We would go home and forget about it, and then a year or so later someone else would mention the same problem and we would say: “Have you read so and so’s paper?” And the cycle would continue until after many years somebody else implemented the idea.

The path to Great Ships is a path littered with lots of single remarks by lots of individuals, leading to a place where the “Yeah, no way that could ever work” opinions are converted, silenced, sidelined, ignored, or overpowered and what emerges is a Great Ship.

Almost always there is a nominal leader for such a project, but if you listen to the great leaders on such projects, we often ignore the one thing they always say at the christening or commissioning: “It could not have happened without this great team.”

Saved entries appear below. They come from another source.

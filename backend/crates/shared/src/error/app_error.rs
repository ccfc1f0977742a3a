//! Application Error - Unified error type for the auth workspace
//!
//! Defines [`AppError`] and the [`AppResult<T>`] alias. Crate-level error
//! enums (auth, platform stores) convert into this type at the HTTP edge.

use std::borrow::Cow;
use std::error::Error;
use std::fmt;

use super::field::FieldErrors;
use super::kind::ErrorKind;

/// Unified application error
///
/// ## Fields
/// * `kind` - classification, mapped to an HTTP status
/// * `message` - user-facing message (never contains secrets)
/// * `action` - optional hint telling the user what to do next
/// * `errors` - field-scoped messages, in declaration order
/// * `retry_after_secs` - set when the caller was rate limited
/// * `source` - underlying error, for logs only
///
/// ## Examples
/// ```rust
/// use kernel::error::{app_error::AppError, field::FieldErrors};
///
/// let err = AppError::validation(FieldErrors::single("email", "validation.unique"));
/// assert_eq!(err.status_code(), 422);
///
/// let err = AppError::too_many_requests("Too many attempts").with_retry_after(90);
/// assert_eq!(err.retry_after_secs(), Some(90));
/// ```
pub struct AppError {
    kind: ErrorKind,
    message: Cow<'static, str>,
    action: Option<Cow<'static, str>>,
    errors: FieldErrors,
    retry_after_secs: Option<u64>,
    source: Option<Box<dyn Error + Send + Sync + 'static>>,
}

/// Shorthand for `Result<T, AppError>`
pub type AppResult<T> = Result<T, AppError>;

impl AppError {
    // ========================================================================
    // Constructors
    // ========================================================================

    #[inline]
    pub fn new(kind: ErrorKind, message: impl Into<Cow<'static, str>>) -> Self {
        Self {
            kind,
            message: message.into(),
            action: None,
            errors: FieldErrors::new(),
            retry_after_secs: None,
            source: None,
        }
    }

    /// 422 carrying field-scoped messages
    #[inline]
    pub fn validation(errors: FieldErrors) -> Self {
        Self::new(ErrorKind::UnprocessableEntity, "The given data was invalid").with_errors(errors)
    }

    #[inline]
    pub fn bad_request(message: impl Into<Cow<'static, str>>) -> Self {
        Self::new(ErrorKind::BadRequest, message)
    }

    #[inline]
    pub fn unauthorized(message: impl Into<Cow<'static, str>>) -> Self {
        Self::new(ErrorKind::Unauthorized, message)
    }

    #[inline]
    pub fn forbidden(message: impl Into<Cow<'static, str>>) -> Self {
        Self::new(ErrorKind::Forbidden, message)
    }

    #[inline]
    pub fn not_found(message: impl Into<Cow<'static, str>>) -> Self {
        Self::new(ErrorKind::NotFound, message)
    }

    #[inline]
    pub fn conflict(message: impl Into<Cow<'static, str>>) -> Self {
        Self::new(ErrorKind::Conflict, message)
    }

    #[inline]
    pub fn gone(message: impl Into<Cow<'static, str>>) -> Self {
        Self::new(ErrorKind::Gone, message)
    }

    #[inline]
    pub fn unprocessable(message: impl Into<Cow<'static, str>>) -> Self {
        Self::new(ErrorKind::UnprocessableEntity, message)
    }

    #[inline]
    pub fn too_many_requests(message: impl Into<Cow<'static, str>>) -> Self {
        Self::new(ErrorKind::TooManyRequests, message)
    }

    #[inline]
    pub fn internal(message: impl Into<Cow<'static, str>>) -> Self {
        Self::new(ErrorKind::InternalServerError, message)
    }

    #[inline]
    pub fn service_unavailable(message: impl Into<Cow<'static, str>>) -> Self {
        Self::new(ErrorKind::ServiceUnavailable, message)
    }

    // ========================================================================
    // Builder methods
    // ========================================================================

    /// Attach a user-facing next step
    #[inline]
    pub fn with_action(mut self, action: impl Into<Cow<'static, str>>) -> Self {
        self.action = Some(action.into());
        self
    }

    /// Replace the field-scoped messages
    #[inline]
    pub fn with_errors(mut self, errors: FieldErrors) -> Self {
        self.errors = errors;
        self
    }

    /// Seconds until the caller may try again
    #[inline]
    pub fn with_retry_after(mut self, seconds: u64) -> Self {
        self.retry_after_secs = Some(seconds);
        self
    }

    /// Keep the underlying error for logs
    ///
    /// ## Examples
    /// ```rust
    /// use kernel::error::app_error::{AppError, AppResult};
    ///
    /// fn read_config() -> AppResult<()> {
    ///     std::fs::read_to_string("auth.toml")
    ///         .map_err(|e| AppError::internal("Failed to read config").with_source(e))?;
    ///     Ok(())
    /// }
    /// ```
    #[inline]
    pub fn with_source<E>(mut self, source: E) -> Self
    where
        E: Error + Send + Sync + 'static,
    {
        self.source = Some(Box::new(source));
        self
    }

    // ========================================================================
    // Accessors
    // ========================================================================

    #[inline]
    pub fn kind(&self) -> ErrorKind {
        self.kind
    }

    #[inline]
    pub fn status_code(&self) -> u16 {
        self.kind.status_code()
    }

    #[inline]
    pub fn message(&self) -> &str {
        &self.message
    }

    #[inline]
    pub fn action(&self) -> Option<&str> {
        self.action.as_deref()
    }

    #[inline]
    pub fn errors(&self) -> &FieldErrors {
        &self.errors
    }

    #[inline]
    pub fn retry_after_secs(&self) -> Option<u64> {
        self.retry_after_secs
    }

    #[inline]
    pub fn is_server_error(&self) -> bool {
        self.kind.is_server_error()
    }

    #[inline]
    pub fn is_client_error(&self) -> bool {
        self.kind.is_client_error()
    }
}

impl fmt::Debug for AppError {
    fn fmt(&self, f: &mut fmt::Formatter<'_>) -> fmt::Result {
        let mut builder = f.debug_struct("AppError");
        builder.field("kind", &self.kind);
        builder.field("message", &self.message);
        if let Some(action) = &self.action {
            builder.field("action", action);
        }
        if !self.errors.is_empty() {
            builder.field("errors", &self.errors);
        }
        if let Some(seconds) = self.retry_after_secs {
            builder.field("retry_after_secs", &seconds);
        }
        if let Some(source) = &self.source {
            builder.field("source", source);
        }
        builder.finish()
    }
}

impl fmt::Display for AppError {
    fn fmt(&self, f: &mut fmt::Formatter<'_>) -> fmt::Result {
        write!(f, "[{}] {}", self.kind, self.message)?;
        if let Some(action) = &self.action {
            write!(f, " (Action: {})", action)?;
        }
        Ok(())
    }
}

impl Error for AppError {
    fn source(&self) -> Option<&(dyn Error + 'static)> {
        self.source
            .as_ref()
            .map(|e| e.as_ref() as &(dyn Error + 'static))
    }
}

impl From<FieldErrors> for AppError {
    fn from(errors: FieldErrors) -> Self {
        AppError::validation(errors)
    }
}

// ============================================================================
// Result extension traits
// ============================================================================

/// Wrap foreign errors into [`AppError`] with a chosen kind
pub trait ResultExt<T, E> {
    fn map_app_err(self, kind: ErrorKind, message: impl Into<Cow<'static, str>>) -> AppResult<T>
    where
        E: Error + Send + Sync + 'static;
}

impl<T, E> ResultExt<T, E> for Result<T, E> {
    fn map_app_err(self, kind: ErrorKind, message: impl Into<Cow<'static, str>>) -> AppResult<T>
    where
        E: Error + Send + Sync + 'static,
    {
        self.map_err(|e| AppError::new(kind, message).with_source(e))
    }
}

/// Turn `None` into an [`AppError`]
pub trait OptionExt<T> {
    fn ok_or_app_err(self, kind: ErrorKind, message: impl Into<Cow<'static, str>>) -> AppResult<T>;

    fn ok_or_not_found(self, message: impl Into<Cow<'static, str>>) -> AppResult<T>;
}

impl<T> OptionExt<T> for Option<T> {
    fn ok_or_app_err(self, kind: ErrorKind, message: impl Into<Cow<'static, str>>) -> AppResult<T> {
        self.ok_or_else(|| AppError::new(kind, message))
    }

    fn ok_or_not_found(self, message: impl Into<Cow<'static, str>>) -> AppResult<T> {
        self.ok_or_app_err(ErrorKind::NotFound, message)
    }
}

#[cfg(test)]
mod tests {
    use super::*;

    #[test]
    fn test_new_error() {
        let err = AppError::new(ErrorKind::Forbidden, "Invalid signature");
        assert_eq!(err.kind(), ErrorKind::Forbidden);
        assert_eq!(err.status_code(), 403);
        assert_eq!(err.message(), "Invalid signature");
        assert!(err.action().is_none());
        assert!(err.errors().is_empty());
        assert!(err.retry_after_secs().is_none());
    }

    #[test]
    fn test_convenience_constructors() {
        assert_eq!(AppError::bad_request("test").status_code(), 400);
        assert_eq!(AppError::unauthorized("test").status_code(), 401);
        assert_eq!(AppError::forbidden("test").status_code(), 403);
        assert_eq!(AppError::not_found("test").status_code(), 404);
        assert_eq!(AppError::conflict("test").status_code(), 409);
        assert_eq!(AppError::gone("test").status_code(), 410);
        assert_eq!(AppError::unprocessable("test").status_code(), 422);
        assert_eq!(AppError::too_many_requests("test").status_code(), 429);
        assert_eq!(AppError::internal("test").status_code(), 500);
        assert_eq!(AppError::service_unavailable("test").status_code(), 503);
    }

    #[test]
    fn test_validation_keeps_field_order() {
        let err = AppError::validation(
            FieldErrors::new()
                .with("name", "validation.required")
                .with("email", "validation.unique"),
        );
        assert_eq!(err.kind(), ErrorKind::UnprocessableEntity);
        let fields: Vec<_> = err.errors().fields().collect();
        assert_eq!(fields, vec!["name", "email"]);
    }

    #[test]
    fn test_retry_after() {
        let err = AppError::too_many_requests("Too many attempts").with_retry_after(900);
        assert_eq!(err.retry_after_secs(), Some(900));
        assert!(format!("{:?}", err).contains("retry_after_secs"));
    }

    #[test]
    fn test_with_source() {
        let io_err = std::io::Error::new(std::io::ErrorKind::Other, "connection reset");
        let err = AppError::service_unavailable("Cache unavailable").with_source(io_err);
        assert!(err.source().is_some());
    }

    #[test]
    fn test_display() {
        let err = AppError::forbidden("Invalid signature");
        assert_eq!(err.to_string(), "[Forbidden] Invalid signature");

        let err = AppError::bad_request("Invalid email").with_action("Enter a valid email");
        assert!(err.to_string().contains("Action:"));
    }

    #[test]
    fn test_result_ext() {
        let result: Result<i32, std::io::Error> =
            Err(std::io::Error::new(std::io::ErrorKind::Other, "down"));
        let app_result = result.map_app_err(ErrorKind::ServiceUnavailable, "Store unavailable");
        assert_eq!(app_result.unwrap_err().status_code(), 503);
    }

    #[test]
    fn test_option_ext() {
        let none: Option<i32> = None;
        assert_eq!(none.ok_or_not_found("missing").unwrap_err().status_code(), 404);

        let some: Option<i32> = Some(7);
        assert_eq!(some.ok_or_not_found("missing").unwrap(), 7);
    }
}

While we may prefer to be remembered as the Great Ship creation leaders (even though the public does not notice or care anyway), for those of us who aim to create Great Ships (and that includes among others, engineers, designers, ship building specialists, the actual customers, equipment suppliers, underwriters, regulators and financiers) there is only one place to be, and that is to be on the team that creates Great Ships. We are in a creative industry and that means we do not create average ships, we seek to be part of the Great Ship Creation Teams. And Great Ships are not the largest ships, or the ships with the most gold toilet faucets. Great Ships are the ships that do the job the best, whether as row boats or aircraft carriers. The greatest ships always do the job and never break down, and they, like their creators, do not draw attention to themselves; they just do the job.

So here I salute not the Great Ships, I salute the people that create today’s Great Ships. Some of them I know personally, some of them I suspect may have played a much bigger part than I, or anybody, can imagine, and some I may never be lucky enough to meet.

However, I have found that the Great Ship creators have common qualities, regardless of the cog in the process they occupy.

  1. They clearly see the flaws in the last ship they created no matter how great it was.
  2. They are curious and strive to be knowledgeable with the cutting edge.
  3. They judge on data, not on emotion.
  4. They are firmly footed in technical realities, but know that today’s technical realities are actually yesterday’s technical realities.
  5. They are persistent, but not stubborn, and failure is just a step along the path to success.
  6. At some stage in their career, they have learned what it takes to become a specialist in something. They are aware of the blood, sweat, and tears in the details of the creation.
  7. Therefore, they value specialists and know how to listen and accept their help.
  8. They never ever forgot the mission of their ship and know it serves the public; not themselves personally.
  9. They know that Great Ships only do one thing: They make the world a better place.
  10. And while, secretly, they would not mind being placed on a pedestal, the quest to create Great Ships is the greatest reward by itself.


Or to compress this list into one sentence: If you don’t love the idea of Great Ships, don’t bother with this industry.


For each column I write, MREN has agreed to make a small donation to an organization of my choice. For this column I nominate Navesink Maritime Heritage Association.www.navesinkmaritime.org. This tiny volunteer organization punches way above its weight in helping the public to Discover, Engage and Sustain maritime in all its facets because its volunteers are amazingly skilled at being perfect cogs in a complex creation machine.